Nearly 50 companies, including BT Group, Unilever, Nestle and EDF, have already signed up as official carbon pricing champions and have agreed publicly promote carbon pricing initiatives and report on their progress in setting their own internal carbon prices.
The new signatories are likely to be formally announced during the Caring for Climate Business Forum, taking place on 7 and 8 December, on the sidelines of the COP21 Paris climate change summit. The event will be opened by UN Secretary-General Ban Ki-moon, COP21 President and France's Minister of Foreign Affairs and International Development Laurent Fabius, and the UN's top climate change official Christiana Figueres, and will feature sessions on corporate carbon pricing, science-based target setting, adaptation and financing.
The second day of the forum will present an overview of all commitments and contributions made by businesses and investors towards supporting the goals of COP21, before closing with a focused discussion on carbon pricing.

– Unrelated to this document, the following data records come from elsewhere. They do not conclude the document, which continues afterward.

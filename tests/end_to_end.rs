// 该文件是 Subwindow （子窗口搜索） 项目的一部分。
// tests/end_to_end.rs - 端到端测试
//
// 本文件根据 Apache 许可证第 2.0 版（以下简称“许可证”）授权使用；
// 除非遵守该许可证条款，否则您不得使用本文件。
// 您可通过以下网址获取许可证副本：
// http://www.apache.org/licenses/LICENSE-2.0
// 除非适用法律要求或书面同意，根据本许可协议分发的软件均按“原样”提供，
// 不附带任何形式的明示或暗示的保证或条件。
// 有关许可权限与限制的具体条款，请参阅本许可协议。
//
// Copyright (C) 2026 Johann Li <me@qinka.pro>, Wareless Group

use std::sync::Mutex;

use serde_json::Value;
use subwindow::{
  config::ModelConfig,
  dataset::{Example, load_examples},
  feature::{joint_score, psi, score},
  geometry::{BBox, overlap},
  image::PointCloud,
  inference::InferenceAdapter,
  label::Label,
  loss::{LossKind, loss},
  oracle::ExhaustiveOracle,
  output::Render,
  task::{ClassifyTask, SeedTask, Task, ViolationTask},
};

const WEIGHTS: [f64; 3] = [0.0, 1.0, -1.0];

fn three_points() -> PointCloud {
  PointCloud::from_points(&[(0, 0, 1), (5, 5, 2), (9, 9, 1)])
    .unwrap()
    .with_id("000001")
}

fn config() -> ModelConfig {
  ModelConfig::builder().numbins(3).build().unwrap()
}

fn gt() -> BBox {
  BBox::new(0, 0, 5, 5).with_score(1.0)
}

#[test]
fn three_point_scenario() {
  let image = three_points();
  let config = config();
  let label = Label::Positive(vec![gt()]);

  let features = psi(&image, &BBox::new(0, 0, 5, 5), &config).unwrap();
  assert_eq!(features.to_dense(), vec![0, 1, 1]);
  assert_eq!(loss(&label, &BBox::new(0, 0, 5, 5), LossKind::OneMinusOverlap), 0.0);
  assert_eq!(loss(&label, &BBox::new(6, 6, 9, 9), LossKind::OneMinusOverlap), 1.0);

  for bbox in [BBox::new(0, 0, 5, 5), BBox::new(3, 1, 4, 8), BBox::new(9, 9, 9, 9)] {
    assert_eq!(loss(&Label::Negative, &bbox, LossKind::OneMinusOverlap), 1.0);
  }
}

#[test]
fn exhaustive_search_score_matches_objective() {
  let image = three_points();
  let config = config();
  let label = Label::Positive(vec![gt()]);
  let model = InferenceAdapter::new(ExhaustiveOracle::default(), &config).with_verify(true);

  let bbox = model.find_most_violated(&image, &WEIGHTS, &label).unwrap();
  let expected = joint_score(&image, &bbox, &WEIGHTS, &label, &config).unwrap();
  assert!((bbox.score - expected).abs() < 1e-9);
  // 只含 (9, 9) 且与真值不相交的框：w·psi = 1，损失 = 1
  assert!((bbox.score - 2.0).abs() < 1e-9);
  assert_eq!(overlap(&gt(), &bbox), 0.0);
}

#[test]
fn negative_example_hides_constant_loss_from_search() {
  let image = three_points();
  let config = config();
  let model = InferenceAdapter::new(ExhaustiveOracle::default(), &config);

  let bbox = model.find_most_violated(&image, &WEIGHTS, &Label::Negative).unwrap();
  let plain = score(&image, &bbox, &WEIGHTS, &config).unwrap();
  assert!((bbox.score - 1.0).abs() < 1e-9);
  assert!((bbox.score - plain).abs() < 1e-9);
}

#[test]
fn batch_keeps_input_order() {
  let config = config();
  let model = InferenceAdapter::new(ExhaustiveOracle::default(), &config);
  let examples = vec![
    Example {
      image: three_points(),
      label: Label::Positive(vec![gt()]),
    },
    Example {
      image: three_points(),
      label: Label::Unknown,
    },
    Example {
      image: three_points(),
      label: Label::Negative,
    },
  ];

  let results = model.find_most_violated_batch(&examples, &WEIGHTS);
  let scores: Vec<f64> = results.into_iter().map(|r| r.unwrap().score).collect();
  assert!((scores[0] - 2.0).abs() < 1e-9);
  assert!((scores[1] - 1.0).abs() < 1e-9);
  assert!((scores[2] - 1.0).abs() < 1e-9);
}

#[derive(Default)]
struct Collect(Mutex<Vec<(Option<String>, BBox)>>);

impl Render<PointCloud, BBox> for Collect {
  type Error = std::io::Error;

  fn render_result(&self, input: &PointCloud, result: &BBox) -> Result<(), Self::Error> {
    let mut seen = self.0.lock().unwrap();
    seen.push((input.id().map(str::to_string), *result));
    Ok(())
  }

  fn finish(&self) -> Result<(), Self::Error> {
    Ok(())
  }
}

#[test]
fn classify_task_renders_every_image() {
  let config = config();
  let model = InferenceAdapter::new(ExhaustiveOracle::default(), &config).with_verify(true);
  let examples = vec![
    Example {
      image: three_points(),
      label: Label::Negative,
    },
    Example {
      image: PointCloud::from_points(&[(0, 0, 2), (1, 1, 1)]).unwrap().with_id("000002"),
      label: Label::Negative,
    },
  ];
  let output = Collect::default();

  ClassifyTask::new(&WEIGHTS)
    .run_task(examples.as_slice(), &model, &output)
    .unwrap();

  let seen = output.0.into_inner().unwrap();
  assert_eq!(seen.len(), 2);
  assert_eq!(seen[0].0.as_deref(), Some("000001"));
  assert!((seen[0].1.score - 1.0).abs() < 1e-9);
  assert_eq!(seen[1].0.as_deref(), Some("000002"));
  assert!(seen[1].1.contains(1, 1) && !seen[1].1.contains(0, 0));
  assert!((seen[1].1.score - 1.0).abs() < 1e-9);
}

#[test]
fn seed_task_writes_one_constraint_per_positive_box() {
  let examples = vec![
    Example {
      image: three_points(),
      label: Label::Positive(vec![gt()]),
    },
    Example {
      image: three_points(),
      label: Label::Negative,
    },
  ];
  let mut buffer = Vec::new();
  SeedTask
    .run_task(examples.as_slice(), &config(), &mut buffer)
    .unwrap();

  let text = String::from_utf8(buffer).unwrap();
  let lines: Vec<Value> = text
    .lines()
    .map(|l| serde_json::from_str(l).unwrap())
    .collect();
  assert_eq!(lines.len(), 1);
  assert_eq!(lines[0]["slack_id"], 100_003);
  assert_eq!(lines[0]["rhs"], 1.0);
  assert_eq!(lines[0]["dim"], 3);
  assert_eq!(lines[0]["features"], serde_json::json!([[1, 1], [2, 1]]));
}

#[test]
fn violation_task_runs_from_files() {
  let root = std::env::temp_dir().join(format!("subwindow-e2e-{}", std::process::id()));
  let clouds = root.join("clouds");
  std::fs::create_dir_all(&clouds).unwrap();
  std::fs::write(clouds.join("000001.clst"), "0 0 1\n5 5 2\n9 9 1\n").unwrap();
  std::fs::write(clouds.join("000002.clst"), "0 0 1\n5 5 2\n9 9 1\n").unwrap();
  let labels = root.join("train.txt");
  std::fs::write(&labels, "000001 0 0 5 5\n000002\n").unwrap();

  let examples = load_examples(&labels, &[clouds]).unwrap();
  let config = config();
  let model = InferenceAdapter::new(ExhaustiveOracle::default(), &config).with_verify(true);
  let mut buffer = Vec::new();
  ViolationTask::new(&WEIGHTS)
    .with_chunk_size(1)
    .run_task(examples.as_slice(), &model, &mut buffer)
    .unwrap();

  let text = String::from_utf8(buffer).unwrap();
  let lines: Vec<Value> = text
    .lines()
    .map(|l| serde_json::from_str(l).unwrap())
    .collect();
  assert_eq!(lines.len(), 2);

  assert_eq!(lines[0]["id"], "000001");
  assert_eq!(lines[0]["loss"], 1.0);
  assert_eq!(lines[0]["w_psi"], 1.0);
  assert_eq!(lines[0]["score"], 2.0);

  // 负样本：搜索得分不含损失，本地损失恒为 1
  assert_eq!(lines[1]["id"], "000002");
  assert_eq!(lines[1]["loss"], 1.0);
  assert_eq!(lines[1]["score"], 1.0);

  std::fs::remove_dir_all(&root).unwrap();
}
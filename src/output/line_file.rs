// 该文件是 Subwindow （子窗口搜索） 项目的一部分。
// src/output/line_file.rs - 逐行文本输出
//
// 本文件根据 Apache 许可证第 2.0 版（以下简称“许可证”）授权使用；
// 除非遵守该许可证条款，否则您不得使用本文件。
// 您可通过以下网址获取许可证副本：
// http://www.apache.org/licenses/LICENSE-2.0
// 除非适用法律要求或书面同意，根据本许可协议分发的软件均按“原样”提供，
// 不附带任何形式的明示或暗示的保证或条件。
// 有关许可权限与限制的具体条款，请参阅本许可协议。
//
// Copyright (C) 2026 Johann Li <me@qinka.pro>, Wareless Group

use std::{
  fs::File,
  io::{BufWriter, Write},
  path::PathBuf,
  sync::{Mutex, PoisonError},
};

use tracing::info;
use url::Url;

use crate::{
  FromUrl, FromUrlWithScheme,
  geometry::BBox,
  image::PointCloud,
  output::{OutputError, PredictionRecord, Render},
};

/// 写入文本文件，每个预测一行
pub struct LineFileOutput {
  path: PathBuf,
  record: PredictionRecord,
  writer: Mutex<BufWriter<File>>,
}

impl FromUrlWithScheme for LineFileOutput {
  const SCHEME: &'static str = "file";
}

impl FromUrl for LineFileOutput {
  type Error = OutputError;

  fn from_url(url: &Url) -> Result<Self, Self::Error> {
    if url.scheme() != Self::SCHEME {
      return Err(OutputError::SchemeMismatch(url.scheme().to_string()));
    }

    let path = url
      .to_file_path()
      .map_err(|_| OutputError::InvalidPath(url.to_string()))?;
    if let Some(parent) = path.parent() {
      std::fs::create_dir_all(parent)?;
    }
    let file = File::create(&path)?;
    info!("预测结果写入 {}", path.display());

    Ok(LineFileOutput {
      path,
      record: PredictionRecord::from_query(url),
      writer: Mutex::new(BufWriter::new(file)),
    })
  }
}

impl LineFileOutput {
  pub fn path(&self) -> &PathBuf {
    &self.path
  }
}

impl Render<PointCloud, BBox> for LineFileOutput {
  type Error = OutputError;

  fn render_result(&self, input: &PointCloud, result: &BBox) -> Result<(), Self::Error> {
    let line = self.record.format(input, result);
    let mut writer = self.writer.lock().unwrap_or_else(PoisonError::into_inner);
    writeln!(writer, "{}", line)?;
    Ok(())
  }

  fn finish(&self) -> Result<(), Self::Error> {
    let mut writer = self.writer.lock().unwrap_or_else(PoisonError::into_inner);
    writer.flush()?;
    Ok(())
  }
}

/// 写到标准输出
#[derive(Debug, Default)]
pub struct StdoutOutput {
  record: PredictionRecord,
}

impl FromUrlWithScheme for StdoutOutput {
  const SCHEME: &'static str = "stdout";
}

impl FromUrl for StdoutOutput {
  type Error = OutputError;

  fn from_url(url: &Url) -> Result<Self, Self::Error> {
    if url.scheme() != Self::SCHEME {
      return Err(OutputError::SchemeMismatch(url.scheme().to_string()));
    }
    Ok(StdoutOutput {
      record: PredictionRecord::from_query(url),
    })
  }
}

impl Render<PointCloud, BBox> for StdoutOutput {
  type Error = OutputError;

  fn render_result(&self, input: &PointCloud, result: &BBox) -> Result<(), Self::Error> {
    let mut stdout = std::io::stdout().lock();
    writeln!(stdout, "{}", self.record.format(input, result))?;
    Ok(())
  }

  fn finish(&self) -> Result<(), Self::Error> {
    std::io::stdout().lock().flush()?;
    Ok(())
  }
}
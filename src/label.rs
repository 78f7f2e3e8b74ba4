// 该文件是 Subwindow （子窗口搜索） 项目的一部分。
// src/label.rs - 真值标签
//
// 本文件根据 Apache 许可证第 2.0 版（以下简称“许可证”）授权使用；
// 除非遵守该许可证条款，否则您不得使用本文件。
// 您可通过以下网址获取许可证副本：
// http://www.apache.org/licenses/LICENSE-2.0
// 除非适用法律要求或书面同意，根据本许可协议分发的软件均按“原样”提供，
// 不附带任何形式的明示或暗示的保证或条件。
// 有关许可权限与限制的具体条款，请参阅本许可协议。
//
// Copyright (C) 2026 Johann Li <me@qinka.pro>, Wareless Group

use crate::geometry::BBox;

/// 单个样本的真值标签
///
/// 外部搜索库用框的分数符号区分正负样本；在本 crate 内部统一使用该枚举，
/// 只有打包给外部库时（见 [`crate::oracle::pack_ground_truth`]）才转换回带符号的扁平表示。
#[derive(Debug, Clone, PartialEq)]
pub enum Label {
  /// 图像中含有目标，至少一个真值框
  Positive(Vec<BBox>),
  /// 图像中不含目标
  Negative,
  /// 无监督信息（测试阶段）
  Unknown,
}

impl Label {
  /// 由若干正样本框构造标签，空列表视为 `Unknown`
  pub fn positive(boxes: Vec<BBox>) -> Self {
    if boxes.is_empty() {
      Label::Unknown
    } else {
      Label::Positive(boxes)
    }
  }

  pub fn is_positive(&self) -> bool {
    matches!(self, Label::Positive(_))
  }

  pub fn boxes(&self) -> &[BBox] {
    match self {
      Label::Positive(boxes) => boxes,
      _ => &[],
    }
  }

  /// 用于打分的代表框：正样本的第一个真值框
  pub fn representative(&self) -> Option<&BBox> {
    self.boxes().first()
  }

  /// 从分数带符号的框列表还原标签，只看第一个框的分数
  pub fn from_signed(boxes: &[BBox]) -> Self {
    match boxes.first() {
      None => Label::Unknown,
      Some(first) if first.score < 0.0 => Label::Negative,
      Some(_) => Label::Positive(boxes.to_vec()),
    }
  }

  /// 转换为分数带符号的框列表：正样本分数为 1，负样本为哨兵框 `[0,0,0,0]` 分数 -1
  pub fn to_signed(&self) -> Vec<BBox> {
    match self {
      Label::Positive(boxes) => boxes.iter().map(|b| b.with_score(1.0)).collect(),
      Label::Negative => vec![BBox::new(0, 0, 0, 0).with_score(-1.0)],
      Label::Unknown => Vec::new(),
    }
  }
}

#[cfg(test)]
mod tests {
  use super::*;

  #[test]
  fn signed_round_trip_keeps_kind() {
    let pos = Label::Positive(vec![BBox::new(1, 2, 3, 4), BBox::new(5, 6, 7, 8)]);
    assert_eq!(Label::from_signed(&pos.to_signed()), Label::Positive(pos.to_signed()));
    assert_eq!(Label::from_signed(&Label::Negative.to_signed()), Label::Negative);
    assert_eq!(Label::from_signed(&Label::Unknown.to_signed()), Label::Unknown);
  }

  #[test]
  fn negative_sentinel_is_decided_by_first_box() {
    let boxes = [
      BBox::new(0, 0, 0, 0).with_score(-1.0),
      BBox::new(1, 1, 2, 2).with_score(1.0),
    ];
    assert_eq!(Label::from_signed(&boxes), Label::Negative);
  }

  #[test]
  fn representative_is_first_positive_box() {
    let label = Label::positive(vec![BBox::new(1, 1, 2, 2), BBox::new(3, 3, 4, 4)]);
    assert_eq!(label.representative(), Some(&BBox::new(1, 1, 2, 2)));
    assert_eq!(Label::Negative.representative(), None);
    assert_eq!(Label::positive(Vec::new()), Label::Unknown);
  }
}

Growing numbers of businesses have introduced management processes that set an internal price on carbon, in a move designed to make executives account for the climate impact of the decisions they take. Advocates of carbon pricing hope the voluntary approach will increase pressure on governments to adopt more ambitious carbon pricing policies.
The news comes as ministers from nearly 70 countries are meeting in Paris today for a "pre-COP" meeting, to help prepare the way for the final round of negotiations at the summit proper.
This week's three-day event is focusing on four key themes: ambitions, equity, actions that countries will take to reduce emissions before 2020, and climate finance. It is hoped that the gathering of all the key players at the talks will help ease some of the deadlocks that marred the final round of official UN negotiations in Bonn last month.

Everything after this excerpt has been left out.